今回の都道府県平均月額は5869円で前回より355円(6・4%)の値上げとなった。最も高かったのは沖縄の6854円で、最低の埼玉県5084円まで大きな差が生まれている。三重県は6104円(前回5514円)と平均を少し上回っている。
三重県内に目を向けると、四日市市と朝日町を除く市町と広域連合で値上げが行われている。保険料は最低の東員町4746円から最高の大台町7400円と大きな開きがある。津市は前回から289円アップの6456円(前回6167円)で県内では上から8番目。とは言え、全国平均を1割ほど上回る結果となった。制度が始まった平成12年度に月額3152円だったので、2倍以上にまで上がっている。
介護保険制度は、大まかに言うと国、県、市の支出金と、65歳以上の保険料と、64歳から40歳までの保険料によって運営されている。65歳以上の保険料は、介護報酬の改定に合わせて行われており、3年間で利用される介護サービス料を予測して算出される。ここに各市町村が管理する保険料の一部を積み立てた財政安定化基金を取り崩した資金を加え、保険料の上昇を抑えるケースも多く津市は今回5億7000万円を投入している。
なぜ保険料に格差が生まれるか一概には言い切ることはできないが、要支援・要介護認定を受けている高齢者を多く抱えるケースが多い。つまり介護サービスの利用が多いということだ。津市の保険料が平均を上回った理由もそこにある。

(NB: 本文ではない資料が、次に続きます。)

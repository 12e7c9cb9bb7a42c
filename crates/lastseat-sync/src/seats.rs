//! The seat pool: a bounded, resettable gate on a round's scarce seats.
//!
//! Participants contend on this type directly; everything else in the engine
//! goes through the arbiter. The pool wraps [`tokio::sync::Semaphore`] with
//! one twist: every round gets a fresh semaphore. A reset swaps the semaphore
//! wholesale and closes the previous one, so a claim that straggles in from
//! an earlier round fails fast instead of stealing a seat from the new round.
//! That swap is what makes "at most `seats` successful claims between two
//! consecutive resets" hold without any drain-and-refill bookkeeping.

use std::sync::{Arc, Mutex, MutexGuard};
use std::time::Duration;

use tokio::sync::{OwnedSemaphorePermit, Semaphore};
use tokio::time;
use tracing::{debug, trace};

use crate::ClaimError;

/// A successfully claimed seat.
///
/// Held for the remainder of the round. Dropping it returns the seat to the
/// semaphore it came from, which past the round boundary is a closed one, so
/// a released seat never leaks into a later round.
#[derive(Debug)]
pub struct SeatClaim {
    round: u64,
    _permit: OwnedSemaphorePermit,
}

impl SeatClaim {
    /// The round this seat belongs to.
    pub fn round(&self) -> u64 {
        self.round
    }
}

/// The live semaphore and the round it was issued for.
#[derive(Debug)]
struct Slot {
    sem: Arc<Semaphore>,
    round: u64,
    seats: u32,
}

/// The bounded pool of seats for the current round.
///
/// Shared as `Arc<SeatPool>` between the arbiter (which resets and closes)
/// and every participant (which claims). The inner mutex is held only for
/// loads and stores, never across an await.
#[derive(Debug)]
pub struct SeatPool {
    slot: Mutex<Slot>,
}

impl SeatPool {
    /// A pool with `seats` seats, stamped as round 0. The first
    /// [`reset`](Self::reset) puts it in service for a real round.
    pub fn new(seats: u32) -> Self {
        Self {
            slot: Mutex::new(Slot {
                sem: Arc::new(Semaphore::new(seats as usize)),
                round: 0,
                seats,
            }),
        }
    }

    /// Round-boundary reset: installs a fresh semaphore holding exactly
    /// `seats` permits for `round`, and closes the previous semaphore so
    /// stale in-flight claims fail instead of racing the new round.
    ///
    /// Only called while the claim window is shut; the phase machine on the
    /// arbiter side guarantees that ordering.
    pub fn reset(&self, round: u64, seats: u32) {
        let mut slot = self.lock();
        let old = std::mem::replace(
            &mut *slot,
            Slot {
                sem: Arc::new(Semaphore::new(seats as usize)),
                round,
                seats,
            },
        );
        old.sem.close();
        debug!(round, seats, "seat pool reset");
    }

    /// Shuts the current claim window. Pending and future claims for this
    /// round fail fast with [`ClaimError::WindowClosed`]; seats already
    /// claimed are unaffected. Also serves as teardown at game end, since
    /// the pool is never reset again after the terminal broadcast.
    pub fn close_window(&self) {
        let slot = self.lock();
        slot.sem.close();
        trace!(round = slot.round, "claim window shut");
    }

    /// Returns `n` seats to the current round, waking blocked claimants.
    ///
    /// Administrative API. The engine itself never restocks seats mid-round;
    /// seats come back only through the per-round reset. Adding more permits
    /// than the round's capacity breaks the claim bound for that round.
    pub fn release(&self, n: u32) {
        let slot = self.lock();
        slot.sem.add_permits(n as usize);
        trace!(round = slot.round, released = n, "seats released");
    }

    /// Claims a seat for `round`, waiting at most `within`.
    ///
    /// Returns [`ClaimError::TimedOut`] when every seat stays taken for the
    /// whole wait, and [`ClaimError::WindowClosed`] when `round` is not the
    /// pool's current round or its window has been shut.
    pub async fn claim(&self, round: u64, within: Duration) -> Result<SeatClaim, ClaimError> {
        let sem = self.semaphore_for(round)?;
        match time::timeout(within, sem.acquire_owned()).await {
            Ok(Ok(permit)) => Ok(SeatClaim { round, _permit: permit }),
            Ok(Err(_)) => Err(ClaimError::WindowClosed(round)),
            Err(_) => Err(ClaimError::TimedOut(within)),
        }
    }

    /// Claims a seat for `round` with no time bound.
    ///
    /// Suspends until a seat frees up. Fails only when the window is closed
    /// out from under the caller by a reset or by game teardown.
    pub async fn claim_blocking(&self, round: u64) -> Result<SeatClaim, ClaimError> {
        let sem = self.semaphore_for(round)?;
        match sem.acquire_owned().await {
            Ok(permit) => Ok(SeatClaim { round, _permit: permit }),
            Err(_) => Err(ClaimError::WindowClosed(round)),
        }
    }

    /// Seats still unclaimed in the current round.
    pub fn seats_left(&self) -> u32 {
        self.lock().sem.available_permits() as u32
    }

    /// Seat capacity of the current round.
    pub fn capacity(&self) -> u32 {
        self.lock().seats
    }

    /// The round the pool is currently serving.
    pub fn round(&self) -> u64 {
        self.lock().round
    }

    fn semaphore_for(&self, round: u64) -> Result<Arc<Semaphore>, ClaimError> {
        let slot = self.lock();
        if slot.round != round {
            return Err(ClaimError::WindowClosed(round));
        }
        Ok(Arc::clone(&slot.sem))
    }

    fn lock(&self) -> MutexGuard<'_, Slot> {
        // Nothing panics while holding this lock, so a poisoned mutex still
        // carries consistent data.
        self.slot.lock().unwrap_or_else(|e| e.into_inner())
    }
}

平成30年度の津市の総人口が27万9460人のうち65歳以上の人口は8万593人。うち75歳以上の4万2057人。高齢化率28・8%で75歳以上比率は15%。そして、要支援・要介護認定者数の見込みは1万7607人で認定率は21・5%。これは今後も伸び続けるのは確実で、団塊の世代が75歳以上になる2025年には人口が26万5636人まで減少。高齢者数は8万386人と横ばいだが75歳以上人口は4万7434人。高齢化率30・3%、75歳以上比率は17・9%まで増加する。
国の試算によると保険料の平均額は2025年に約7200円、高齢化のピークを迎える2040年度には約9200円まで増加するとされている。津市も保険料の上昇を抑制するために、介護予防事業などを行っているが、人口構成上の問題であるため、特効薬とはなり難い。
もちろん、入所待機者の解消など適切な介護サービスの提供や介護労働者の雇用環境の改善などは大前提。国全体が抱える問題とは言え、自分達の暮らす地域の状況に多くの市民が目を向け、どうしていくのか考えることも重要と言える。